The RAM is no longer fast: unless cached, it takes around 150 CPU cycles to access the RAM.
The RAM is no longer byte addressable. It’s closer to a block device now, the block size being 16 bytes for dual-channel DDR, 32 bytes for quad channel.
Too bad many computer scientists who write books about those algorithms prefer to view RAM in an old-fashioned way, as fast and byte-addressable.
For most practical purposes I believe in x86 computers, the block size to consider should be at least a cache line, so 64 bytes.
I now think the next target ought to be latency and power defined, in particular with IOT requirements.
Microseconds, Milliwatts, Millions of endpoints.
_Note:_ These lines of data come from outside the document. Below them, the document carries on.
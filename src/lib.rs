//! Topic Cards Library
//!
//! Card style resolution for a forum theme component: parses the theme's
//! settings document, resolves the card layout variant and size modifiers
//! for a category on each viewport, renders the matching CSS classes, and
//! decides which carousels a page shows.

// Module declarations
pub mod cli;
pub mod config;
pub mod constants;
pub mod export;
pub mod models;
pub mod parser;
pub mod services;
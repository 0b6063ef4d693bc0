//! Application-wide constants.
//!
//! Names shared by the CLI, the config layer and the class renderer.

/// The binary name of the application (used in command examples).
pub const APP_BINARY_NAME: &str = "topic-cards";

/// Directory name under the platform config directory.
pub const CONFIG_DIR_NAME: &str = "TopicCards";

/// Environment variable that overrides the config directory.
pub const CONFIG_DIR_ENV: &str = "TOPIC_CARDS_CONFIG_DIR";

/// Base class of the card list container.
pub const CONTAINER_CLASS: &str = "topic-cards-list";

/// Base class of every card.
pub const CARD_CLASS: &str = "topic-card";
//! CSS class rendering for resolved card styles.
//!
//! The front end applies these classes to the card list container and to
//! each card:
//!
//! ```text
//! <div class="topic-cards-list topic-cards-list--grid">
//!   <div class="topic-card topic-card--grid has-max-width has-grid-height">
//! ```

use crate::constants::{CARD_CLASS, CONTAINER_CLASS};
use crate::models::StyleConfig;
use crate::services::ResolvedStyle;
use serde::Serialize;

/// Classes and custom properties for one rendered card list.
#[derive(Debug, Clone, Default, PartialEq, Eq, Serialize)]
pub struct CardClasses {
    /// Classes on the card list container
    pub container: Vec<String>,
    /// Classes on every card element
    pub card: Vec<String>,
    /// CSS custom properties for active constraints, as (name, value)
    pub custom_properties: Vec<(String, String)>,
}

impl CardClasses {
    /// Renders the classes for a resolved style.
    ///
    /// A `none` style renders nothing at all, so the host keeps its plain
    /// topic list.
    ///
    /// # Examples
    ///
    /// ```
    /// use std::collections::BTreeSet;
    /// use topic_cards::export::classes::CardClasses;
    /// use topic_cards::models::{DefaultPolicy, SizeConstraint, StyleConfig, TieBreak, Variant};
    /// use topic_cards::services::ResolvedStyle;
    ///
    /// let config = StyleConfig::builder(TieBreak::GridWins, DefaultPolicy::Disabled)
    ///     .max_height(275)
    ///     .build()
    ///     .unwrap();
    /// let style = ResolvedStyle {
    ///     variant: Variant::List,
    ///     constraints: BTreeSet::from([SizeConstraint::MaxHeight]),
    /// };
    ///
    /// let classes = CardClasses::render(&style, &config);
    /// assert_eq!(classes.card, vec!["topic-card", "topic-card--list", "has-max-height"]);
    /// assert_eq!(classes.style_attribute(), "--topic-card-max-height: 275px");
    /// ```
    pub fn render(style: &ResolvedStyle, config: &StyleConfig) -> Self {
        if !style.is_shown() {
            return Self::default();
        }

        let variant = style.variant.as_str();

        let container = vec![
            CONTAINER_CLASS.to_string(),
            format!("{CONTAINER_CLASS}--{variant}"),
        ];

        let mut card = vec![CARD_CLASS.to_string(), format!("{CARD_CLASS}--{variant}")];
        card.extend(style.modifier_classes().into_iter().map(String::from));

        let custom_properties = style
            .constraints
            .iter()
            .filter_map(|constraint| {
                config
                    .constraints()
                    .value(*constraint)
                    .map(|px| (constraint.css_property().to_string(), format!("{px}px")))
            })
            .collect();

        Self {
            container,
            card,
            custom_properties,
        }
    }

    /// True when nothing is rendered.
    pub fn is_empty(&self) -> bool {
        self.container.is_empty() && self.card.is_empty()
    }

    /// Container classes joined for a `class` attribute.
    pub fn container_attribute(&self) -> String {
        self.container.join(" ")
    }

    /// Card classes joined for a `class` attribute.
    pub fn card_attribute(&self) -> String {
        self.card.join(" ")
    }

    /// Custom properties joined for a `style` attribute.
    pub fn style_attribute(&self) -> String {
        self.custom_properties
            .iter()
            .map(|(name, value)| format!("{name}: {value}"))
            .collect::<Vec<_>>()
            .join("; ")
    }
}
or, for storage, Microseconds, Millions IOPS, Multi-Parity
or for computer, efficiency, IOT goals:
Milli-watts as a constraint for a benchmark of compute
Millions of endpoints / processes or cores on a network topology
Microseconds as a measure generically of access to resources, whether memory is sat on another node, or local store, the delay ought to be inside the same order of magnitude as a target.
My purpose in all of that, is, should there - in fact, can there be - consideration of architecture and topology that avoid .. rather can we aim for linear cost in addressing complexity at all, as a goal, or has that been lost already?
I mean "that" and "lost" very vaguely, being non expert, but my question is really should I imagine that there are no effective gains to be had, designing for a IOT style or massively networked future, from the way memory is addressed, or has the complexity that we have, been introduced out of necessity, so will be here to stay, for practical reasons, so the idea of low latency, low power, IOT "grid computing" on a ad hoc basis, is smoke in my pipe?
Don't forget the 8-deep prefetch buffer. The real block size is more like 128 bytes for dual channel.